Age: 35
Job Title: Plastic Surgeon, University of Alberta Hospital
Amid the thousands of hands Dr. Hollie Power has operated on, one thumb stands out. A man arrived at emergency carrying his in a bag, hoping Power could reattach it. He’d severed it while building a fence.
Power is a plastic surgeon at the University of Alberta Hospital. She’s used to seeing fingers or even hands arrive at the hospital in a baggie of ice or a lunch cooler. But this thumb surgery was touch and go.
“The blood vessel got a clot in it and we thought he was going to lose the thumb. It took a few surgeries, including a flap surgery to replace some of the skin that was lost.”
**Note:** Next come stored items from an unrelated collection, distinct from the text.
//! Reusable suspension point for one cursor.
//!
//! An [`Awaiter`] owns a cursor and resolves waits for its next row. The
//! consumer makes one synchronous attempt first; only when no row is
//! available does it arm a continuation (a stored [`Waker`]). Producers
//! call [`Completer::try_complete`] after every append or completion;
//! the call never blocks and never allocates.
//!
//! # States
//!
//! ```text
//!            try_own_and_reset            arm
//! COMPLETED ─────────────────> AVAILABLE ─────> ARMED
//!     ^                                         │  ^
//!     │ result stored                notifying  │  │ no row yet
//!     └──────────────────────── NOTIFYING <─────┘──┘
//!                                   │ future dropped
//!                                   v
//!                               CANCELLED ──> COMPLETED
//! ```
//!
//! Only the party that moved the state out of `COMPLETED` or `ARMED`
//! touches the cursor, so the slot mutex is never contended by protocol.
//!
//! # Coalescing
//!
//! Completion attempts are serialized by a one-bit lock. A request that
//! finds the lock held raises a `skipped` flag and returns; the holder
//! re-runs its attempt while the flag is set, and re-checks it after
//! unlocking, so no update is lost.

use std::fmt;
use std::sync::atomic::{AtomicBool, AtomicU16, AtomicU8, Ordering::SeqCst};
use std::sync::{Mutex, MutexGuard, PoisonError};
use std::task::{Poll, Waker};

use skein_core::{fail_fast, Violation};
use tracing::trace;

use crate::advance::AdvanceCursor;
use crate::metrics::{AwaiterCounters, AwaiterMetrics};

const AVAILABLE: u8 = 0;
const ARMED: u8 = 1;
const NOTIFYING: u8 = 2;
const COMPLETED: u8 = 3;
const CANCELLED: u8 = 4;

/// Producer-side notification: new data may exist.
pub trait Completer: Send + Sync {
    /// Try to resolve an armed wait. Never blocks; carries no payload.
    fn try_complete(&self);
}

struct Slot<C: AdvanceCursor> {
    cursor: C,
    result: Option<Result<bool, C::Error>>,
    waker: Option<Waker>,
}

/// Outcome of starting a wait.
pub(crate) enum Begin<E> {
    Ready(Result<bool, E>),
    Pending(u16),
    /// An abandoned wait is still being notified; poll again.
    Busy,
}

/// Suspension point shared between one consumer and any number of
/// producers.
pub struct Awaiter<C: AdvanceCursor> {
    state: AtomicU8,
    token: AtomicU16,
    lock: AtomicBool,
    skipped: AtomicBool,
    slot: Mutex<Slot<C>>,
    counters: AwaiterCounters,
}

impl<C: AdvanceCursor> Awaiter<C> {
    /// An idle awaiter over `cursor`.
    pub fn new(cursor: C) -> Self {
        Self {
            state: AtomicU8::new(COMPLETED),
            token: AtomicU16::new(0),
            lock: AtomicBool::new(false),
            skipped: AtomicBool::new(false),
            slot: Mutex::new(Slot {
                cursor,
                result: None,
                waker: None,
            }),
            counters: AwaiterCounters::default(),
        }
    }

    fn slot(&self) -> MutexGuard<'_, Slot<C>> {
        self.slot.lock().unwrap_or_else(PoisonError::into_inner)
    }

    /// Token of the current reuse cycle.
    pub fn token(&self) -> u16 {
        self.token.load(SeqCst)
    }

    /// Whether no wait is armed or being notified.
    pub fn is_completed(&self) -> bool {
        self.state.load(SeqCst) == COMPLETED
    }

    /// Activity counters.
    pub fn metrics(&self) -> AwaiterMetrics {
        self.counters.snapshot()
    }

    /// Claim the idle awaiter for a new wait and return its token.
    ///
    /// Fails fast if a continuation is armed or being notified.
    #[track_caller]
    pub fn try_own_and_reset(&self) -> u16 {
        if self
            .state
            .compare_exchange(COMPLETED, AVAILABLE, SeqCst, SeqCst)
            .is_err()
        {
            fail_fast(Violation::ResetWhileOutstanding);
        }
        self.slot().result = None;
        self.token.fetch_add(1, SeqCst).wrapping_add(1)
    }

    /// Take the result of the cycle identified by `token`, exactly once.
    #[track_caller]
    pub fn take_result(&self, token: u16) -> Result<bool, C::Error> {
        let current = self.token();
        if token != current {
            fail_fast(Violation::StaleToken {
                held: token,
                current,
            });
        }
        if self.state.load(SeqCst) != COMPLETED {
            fail_fast(Violation::ResultNotReady);
        }
        let result = self.slot().result.take();
        match result {
            Some(result) => result,
            None => fail_fast(Violation::ResultNotReady),
        }
    }

    pub(crate) fn with_cursor<R>(&self, f: impl FnOnce(&mut C) -> R) -> R {
        f(&mut self.slot().cursor)
    }

    /// One advance. `None` means keep waiting.
    fn attempt(cursor: &mut C) -> Option<Result<bool, C::Error>> {
        match cursor.try_move_next() {
            Ok(true) => Some(Ok(true)),
            Err(e) => Some(Err(e)),
            // Rows may have landed between the failed move and completion.
            Ok(false) if cursor.is_source_completed() => Some(cursor.try_move_next()),
            Ok(false) => None,
        }
    }

    pub(crate) fn begin(&self, waker: &Waker) -> Begin<C::Error> {
        if self.state.load(SeqCst) != COMPLETED {
            return Begin::Busy;
        }
        // A wait abandoned mid-notification leaves its result behind; the
        // cursor has already moved for it.
        let leftover = self.slot().result.take();
        if let Some(result) = leftover {
            return Begin::Ready(result);
        }

        let token = self.try_own_and_reset();
        let sync = Self::attempt(&mut self.slot().cursor);
        if let Some(result) = sync {
            self.state.store(COMPLETED, SeqCst);
            AwaiterCounters::bump(&self.counters.sync_completions);
            return Begin::Ready(result);
        }

        self.slot().waker = Some(waker.clone());
        if self
            .state
            .compare_exchange(AVAILABLE, ARMED, SeqCst, SeqCst)
            .is_err()
        {
            fail_fast(Violation::MultipleContinuations);
        }
        AwaiterCounters::bump(&self.counters.parks);
        trace!(token, "continuation armed");

        // Data may have arrived between the attempt and arming.
        self.try_complete();
        if self.is_completed() {
            return Begin::Ready(self.take_result(token));
        }
        Begin::Pending(token)
    }

    pub(crate) fn poll_wait(&self, token: u16, waker: &Waker) -> Poll<Result<bool, C::Error>> {
        loop {
            match self.state.load(SeqCst) {
                COMPLETED => return Poll::Ready(self.take_result(token)),
                ARMED => {
                    if self
                        .state
                        .compare_exchange(ARMED, AVAILABLE, SeqCst, SeqCst)
                        .is_err()
                    {
                        continue;
                    }
                    {
                        let mut slot = self.slot();
                        if !slot.waker.as_ref().is_some_and(|w| w.will_wake(waker)) {
                            slot.waker = Some(waker.clone());
                        }
                    }
                    self.state.store(ARMED, SeqCst);
                    self.try_complete();
                    if self.is_completed() {
                        return Poll::Ready(self.take_result(token));
                    }
                    return Poll::Pending;
                }
                _ => {
                    // A producer is mid-attempt and may re-arm with the old waker.
                    waker.wake_by_ref();
                    return Poll::Pending;
                }
            }
        }
    }

    /// Disarm a wait whose future was dropped.
    pub(crate) fn abandon(&self) {
        loop {
            match self.state.load(SeqCst) {
                ARMED => {
                    if self
                        .state
                        .compare_exchange(ARMED, COMPLETED, SeqCst, SeqCst)
                        .is_ok()
                    {
                        self.slot().waker = None;
                        trace!("armed continuation abandoned");
                        return;
                    }
                }
                NOTIFYING => {
                    if self
                        .state
                        .compare_exchange(NOTIFYING, CANCELLED, SeqCst, SeqCst)
                        .is_ok()
                    {
                        return;
                    }
                }
                _ => return,
            }
        }
    }

    /// One completion attempt under the coalescing lock.
    fn complete_once(&self) -> Option<Waker> {
        if self
            .state
            .compare_exchange(ARMED, NOTIFYING, SeqCst, SeqCst)
            .is_err()
        {
            return None;
        }
        let mut slot = self.slot();
        let Some(result) = Self::attempt(&mut slot.cursor) else {
            drop(slot);
            if self
                .state
                .compare_exchange(NOTIFYING, ARMED, SeqCst, SeqCst)
                .is_err()
            {
                self.state.store(COMPLETED, SeqCst);
            }
            return None;
        };
        slot.result = Some(result);
        let waker = slot.waker.take();
        drop(slot);
        AwaiterCounters::bump(&self.counters.async_completions);
        let previous = self.state.swap(COMPLETED, SeqCst);
        trace!(token = self.token(), "continuation completed");
        if previous == NOTIFYING {
            waker
        } else {
            None
        }
    }
}

impl<C: AdvanceCursor> Completer for Awaiter<C> {
    fn try_complete(&self) {
        self.skipped.store(true, SeqCst);
        loop {
            if self
                .lock
                .compare_exchange(false, true, SeqCst, SeqCst)
                .is_err()
            {
                AwaiterCounters::bump(&self.counters.skipped_updates);
                return;
            }
            let mut wake = None;
            while self.skipped.swap(false, SeqCst) {
                if let Some(waker) = self.complete_once() {
                    wake = Some(waker);
                }
            }
            self.lock.store(false, SeqCst);
            if let Some(waker) = wake {
                waker.wake();
            }
            if !self.skipped.load(SeqCst) {
                return;
            }
        }
    }
}

impl<C: AdvanceCursor> fmt::Debug for Awaiter<C> {
    fn fmt(&self, f: &mut fmt::Formatter<'_>) -> fmt::Result {
        let state = match self.state.load(SeqCst) {
            AVAILABLE => "available",
            ARMED => "armed",
            NOTIFYING => "notifying",
            COMPLETED => "completed",
            _ => "cancelled",
        };
        f.debug_struct("Awaiter")
            .field("state", &state)
            .field("token", &self.token())
            .field("metrics", &self.metrics())
            .finish()
    }
}

const _: fn() = || {
    fn assert<T: Send + Sync>() {}
    assert::<Awaiter<crate::BlockCursor<u64, f64, dyn skein_block::Container<u64>>>>();
};

#[cfg(test)]
mod tests {
    use super::*;

    struct Counter {
        moves: u32,
        available: u32,
    }

    impl AdvanceCursor for Counter {
        type Error = ();

        fn try_move_next(&mut self) -> Result<bool, ()> {
            if self.moves < self.available {
                self.moves += 1;
                Ok(true)
            } else {
                Ok(false)
            }
        }

        fn is_source_completed(&self) -> bool {
            false
        }
    }

    fn idle(available: u32) -> Awaiter<Counter> {
        Awaiter::new(Counter {
            moves: 0,
            available,
        })
    }

    #[test]
    fn starts_idle_at_token_zero() {
        let awaiter = idle(0);
        assert!(awaiter.is_completed());
        assert_eq!(awaiter.token(), 0);
        assert_eq!(awaiter.metrics(), AwaiterMetrics::default());
    }

    #[test]
    fn reset_advances_token() {
        let awaiter = idle(0);
        assert_eq!(awaiter.try_own_and_reset(), 1);
        assert!(!awaiter.is_completed());
        assert_eq!(awaiter.token(), 1);
    }

    #[test]
    fn token_wraps() {
        let awaiter = idle(0);
        awaiter.token.store(u16::MAX, SeqCst);
        assert_eq!(awaiter.try_own_and_reset(), 0);
    }

    #[test]
    #[should_panic(expected = "awaiter reset while a continuation is outstanding")]
    fn double_reset_fails_fast() {
        let awaiter = idle(0);
        awaiter.try_own_and_reset();
        awaiter.try_own_and_reset();
    }

    #[test]
    #[should_panic(expected = "awaiter result not ready")]
    fn take_on_idle_fails_fast() {
        let awaiter = idle(0);
        let _ = awaiter.take_result(0);
    }

    #[test]
    fn notification_without_waiter_is_a_no_op() {
        let awaiter = idle(5);
        awaiter.try_complete();
        assert!(awaiter.is_completed());
        assert_eq!(awaiter.with_cursor(|c| c.moves), 0);
        assert_eq!(awaiter.metrics().async_completions, 0);
    }

    #[test]
    fn abandon_when_idle_keeps_state() {
        let awaiter = idle(0);
        awaiter.abandon();
        assert!(awaiter.is_completed());
    }
}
Ultimately, she and her surgical team saved the thumb.
“Outcomes like that are what make us want to try harder and keep pushing forward.”
Power grew up in Fort McMurray, where her parents still work in the oil and gas industry. She credits her roots in the trades with inspiring her to become a surgeon.
“I was always interested in figuring out how to fix things,” she says.
Power spends most of her time working on hands, sometimes using microsurgery to reconnect blood vessels that are less than a millimetre in diameter. Her team is also working on a world-leading initiative that uses electrical stimulation to enhance the recovery of damaged nerves.
Power is a champion of Connect Care, which will better allow a patient’s information to be shared amongst doctors; she was named medical informatics lead for surgery in the Edmonton Zone.
She urges people to avoid doing one thing in particular.
“The most common and most destructive thing that I wish people would not do is take the guard off their table saw.”